Without the scientific method, a single variable cannot be isolated. But the loss of fidelity that is inevitable from making a complex and changing system reproducible, often means a variable cannot be isolated to any clinically-meaningful way.

Knowledge acquisition: standardized experiments versus competitive, evolutionary pressure

Economists were involved early in describing ‘the knowledge problem’ that prevents understanding of complex systems14; a problem very relevant to clinical practice.

Indeed, the field of economics successfully underwent a similar paradigm shift last century, where the prevailing theory of top-down knowledge, based on historical evidence, proved hopelessly inefficient in allocating resources.

Economists now emphasize the evolutionary nature of economic activity, where technological and institutional innovation proceeds through individualized processes that are, crucially, uncoordinated and diffuse.15 16 Only at the most basic level does innovation involve formal experimentation. The success or utility of a given technology or business practice is only determined when entrepreneurs introduce knowledge gained from basic research to the real world. Schumpeter17 described the former as invention and the latter as innovation. Innovation is grounded in the time, place, and environment in which it occurs — it emerges from the specific, rather than being imposed upon it.

Formal experimentation does not have the ability to subject an innovative method to the inconceivable combinations of multiple courses of action (and changes) that are simultaneously occurring in the real world.

To illustrate the concept, many UK hospitals declined involvement in the RELIEF trial.10 However, the implementation and adaption of fluid regimens in these hospitals would be continually generating large amounts of useful knowledge (renal, cardiac and lung function, anastomotic leak, infection, mortality) during the concurrent testing of multiple clinical interventions related to optimizing perioperative fluid balance; more usable information than would be predicted from a large reproducible experiment. Cumulatively, from practices around the world, inordinate, concurrent signals generated from practice implementation and adaptation may provide more usable knowledge to elucidate both efficient and inefficient clinical practices than an experiment.

A contemporary economic concept is that innovation requires both a technical phase and an entrepreneurial phase.18 19 The innovation fallacy is ‘the belief that the innovation problem is solved entirely in the first phase; the technical phase.’19 The innovation fallacy is particularly relevant to EBM.

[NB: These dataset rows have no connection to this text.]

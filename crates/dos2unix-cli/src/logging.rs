// crates/dos2unix-cli/src/logging.rs

use tracing_subscriber::EnvFilter;

/// Send diagnostics to stderr so stdout stays clean for converted data.
///
/// `-q` pins the filter to errors; otherwise `RUST_LOG` wins over the
/// `-v`/default choice.
pub fn init(quiet: bool, verbose: bool) {
    let filter = if quiet {
        EnvFilter::new("error")
    } else {
        EnvFilter::try_from_default_env().unwrap_or_else(|_| {
            if verbose {
                EnvFilter::new("debug")
            } else {
                EnvFilter::new("info")
            }
        })
    };

    let _ = tracing_subscriber::fmt()
        .with_env_filter(filter)
        .with_writer(std::io::stderr)
        .with_target(false)
        .without_time()
        .try_init();
}
// crates/dos2unix-cli/src/cmd/mod.rs

pub mod newfile;
pub mod oldfile;
pub mod stdio;

use anyhow::Result;

use crate::config::{Config, Mode};

pub fn run(cfg: &Config) -> Result<()> {
    match &cfg.mode {
        Mode::Stdio => stdio::run(),
        Mode::InPlace(files) => oldfile::run(files, cfg.keepdate),
        Mode::NewFile(pairs) => newfile::run(pairs, cfg.keepdate),
    }
}
// crates/dos2unix-core/src/kernel/byte.rs

use super::Kernel;
use crate::{CR, LF};

/// Portable byte-at-a-time kernel; works for any chunk width.
#[derive(Clone, Copy, Debug, Default)]
pub struct ByteKernel;

impl Kernel for ByteKernel {
    fn collapse<const N: usize>(&self, chunk: &mut [u8; N], len: usize) -> usize {
        debug_assert!(len <= N);
        chunk[len..].fill(0);
        let orig = *chunk;

        let mut out = 0usize;
        for i in 0..len {
            if orig[i] == CR && i + 1 < len && orig[i + 1] == LF {
                continue;
            }
            chunk[out] = orig[i];
            out += 1;
        }
        out
    }
}
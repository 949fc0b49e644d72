// crates/dos2unix-cli/src/io/files.rs

use std::fs::{File, FileTimes, Metadata};
use std::io::{self, BufReader, BufWriter, Write};
use std::path::Path;

use anyhow::{Context, Result};
use dos2unix_core::transcode;

use super::BUF_SIZE;

/// Transcode the file at `input` into `sink` through 64 KiB buffers.
///
/// Returns the flushed sink and the number of bytes written to it.
pub fn convert_into<W: Write>(input: &Path, sink: W) -> Result<(W, u64)> {
    let file = File::open(input).with_context(|| format!("open {}", input.display()))?;
    let mut r = BufReader::with_capacity(BUF_SIZE, file);
    let mut w = BufWriter::with_capacity(BUF_SIZE, sink);

    let n = transcode(&mut w, &mut r).with_context(|| format!("convert {}", input.display()))?;
    let sink = w
        .into_inner()
        .map_err(|e| e.into_error())
        .with_context(|| format!("flush output of {}", input.display()))?;
    Ok((sink, n))
}

/// Set both access and modification time of `file` to the mtime in `meta`.
pub fn copy_mtime(file: &File, meta: &Metadata) -> io::Result<()> {
    let mtime = meta.modified()?;
    file.set_times(FileTimes::new().set_accessed(mtime).set_modified(mtime))
}
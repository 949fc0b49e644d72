// crates/dos2unix-cli/src/config.rs
//
// Flag parsing and mode selection. Validation keeps going after the first
// problem so a single run reports everything wrong with the command line.

use std::path::PathBuf;

use clap::Parser;
use thiserror::Error;

use crate::io::glob::{self, GlobError};

#[derive(Parser, Debug)]
#[command(name = "dos2unix")]
#[command(about = "DOS to UNIX text file format converter", long_about = None)]
pub struct Cli {
    /// Quiet mode. Suppress all warnings and messages
    #[arg(short, long)]
    pub quiet: bool,

    /// Keep the date stamp of output file same as input file
    #[arg(short, long)]
    pub keepdate: bool,

    /// Kept for backwards compatibility with dos2unix
    #[arg(short = 'c', long)]
    pub convmode: bool,

    /// Old file mode. Convert each file and write output to it (default).
    /// Wildcard names may be used.
    #[arg(short, long)]
    pub oldfile: bool,

    /// New file mode. Convert INFILE and write output to OUTFILE.
    /// Names must be given in pairs and wildcards must NOT be used.
    #[arg(short, long)]
    pub newfile: bool,

    /// Log each conversion with byte counts
    #[arg(short, long)]
    pub verbose: bool,

    /// Files to convert; stdin to stdout when none are given
    pub files: Vec<String>,
}

#[derive(Clone, Debug, PartialEq, Eq)]
pub struct FilePair {
    pub input: PathBuf,
    pub output: PathBuf,
}

#[derive(Clone, Debug, PartialEq, Eq)]
pub enum Mode {
    /// stdin -> stdout
    Stdio,
    /// Rewrite each file in place.
    InPlace(Vec<PathBuf>),
    /// Write each input to its paired output.
    NewFile(Vec<FilePair>),
}

#[derive(Clone, Debug)]
pub struct Config {
    pub keepdate: bool,
    pub mode: Mode,
}

#[derive(Debug, Error)]
pub enum ConfigError {
    #[error("cannot specify oldfile and newfile simultaneously")]
    ConflictingModes,

    #[error("cannot use globs in newfile mode: {0}")]
    GlobInNewfile(String),

    #[error("newfile mode requires pairs of filenames")]
    OddFileCount,

    #[error("newfile mode requires at least one pair of filenames")]
    NoFilePairs,

    #[error(transparent)]
    Glob(#[from] GlobError),
}

/// Every validation failure found in one pass.
#[derive(Debug, Error)]
#[error("{}", join_lines(.0))]
pub struct ConfigErrors(pub Vec<ConfigError>);

fn join_lines(errs: &[ConfigError]) -> String {
    errs.iter()
        .map(|e| e.to_string())
        .collect::<Vec<_>>()
        .join("\n")
}

impl Config {
    pub fn from_cli(cli: Cli) -> Result<Config, ConfigErrors> {
        let mut errs = Vec::new();

        let mode = if cli.newfile {
            if cli.oldfile {
                errs.push(ConfigError::ConflictingModes);
            }
            Mode::NewFile(pair_files(&cli.files, &mut errs))
        } else if cli.files.is_empty() {
            Mode::Stdio
        } else {
            Mode::InPlace(expand_files(&cli.files, &mut errs))
        };

        if !errs.is_empty() {
            return Err(ConfigErrors(errs));
        }

        Ok(Config {
            keepdate: cli.keepdate,
            mode,
        })
    }
}

fn expand_files(patterns: &[String], errs: &mut Vec<ConfigError>) -> Vec<PathBuf> {
    let mut out = Vec::with_capacity(patterns.len());
    for pattern in patterns {
        match glob::expand(pattern) {
            Ok(found) => {
                if found.is_empty() {
                    tracing::warn!("no files match {pattern}");
                }
                out.extend(found);
            }
            Err(e) => errs.push(e.into()),
        }
    }
    out
}

fn pair_files(names: &[String], errs: &mut Vec<ConfigError>) -> Vec<FilePair> {
    for name in names {
        if glob::has_meta(name) {
            errs.push(ConfigError::GlobInNewfile(name.clone()));
        }
    }
    if names.len() % 2 == 1 {
        errs.push(ConfigError::OddFileCount);
    }
    if names.is_empty() {
        errs.push(ConfigError::NoFilePairs);
    }

    names
        .chunks_exact(2)
        .map(|pair| FilePair {
            input: PathBuf::from(&pair[0]),
            output: PathBuf::from(&pair[1]),
        })
        .collect()
}
// crates/dos2unix-cli/src/main.rs

use clap::Parser;

use dos2unix_cli::cmd;
use dos2unix_cli::config::{Cli, Config};
use dos2unix_cli::logging;

fn main() -> anyhow::Result<()> {
    let cli = Cli::parse();
    logging::init(cli.quiet, cli.verbose);

    let cfg = Config::from_cli(cli)?;
    cmd::run(&cfg)
}
// crates/dos2unix-cli/src/io/mod.rs

pub mod files;
pub mod glob;

/// Buffer size for every file/stdio reader and writer (64 KiB).
pub const BUF_SIZE: usize = 1 << 16;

EBM does not proceed as a competitive, innovative and evolutionary process. Rather, it is static, backward-looking, and separate from the process of implementation. At its core, the need for reproducibility and empirical standardization precludes evolutionary adaptation. Thus, as we observe in EBM, even the slightest change to a complex system renders the results of a previous experiment uninterpretable and therefore useless.

Yet the scientific method is advanced as being the only means to objectively dispel false beliefs about practice (i.e. testing a hypothesis with an experiment). However, for reasons discussed above, the experimental model is not efficient at dispelling misconceptions about marginal interventions in a complex changing system.

Development of concepts to determine when EBM is and is not appropriate

Smaldino and McElreath20 describe how systemic factors are leading to the natural selection of bad science in the scientific community. This should give us pause for thought. However, our thesis goes beyond this. Even in a world with no pressure to publish, no publication bias nor human bias of any sort, no industry pressure, no fraud, no undisclosed interests, etc, there is a fundamental limit to the fidelity of knowledge that is obtainable from an experimental model; a limit that arises from making a complex system reproducible. This limit will vary.

Therefore, we can no longer accept, as an article of faith, that the ‘gold standard’ solution to a clinical problem is necessarily a ‘randomized controlled trial’ (i.e. an experiment).

Even in preclinical science there have been significant concerns about a reproducibility crisis.7 Begley and Ellis21 report that only six of 53 landmark basic cancer studies could be replicated. Consider then the problems of reproducibility in the inordinately more complex system of clinical medicine. And without reproducibility, an experimental paradigm becomes nothing more than a superstitious ritual.

Huber22 describes the futility of the current 1960s-based Food and Drug Administration-mandated EBM approach to highly individualized molecular medicine. Clinical anaesthesia, with untold concurrent clinical levers to tweak, shares a similar degree of complexity as individualized molecular medicine.

The loss of fidelity from standardizing complex systems has left the anaesthesia community with few examples of EBM ultimately leading to advances to our practice. Without wanting to disparage individual trials or investigators we argue that many large ‘branded’ trials have actually harmed progress after the results have been taken up as concrete clinical factoids.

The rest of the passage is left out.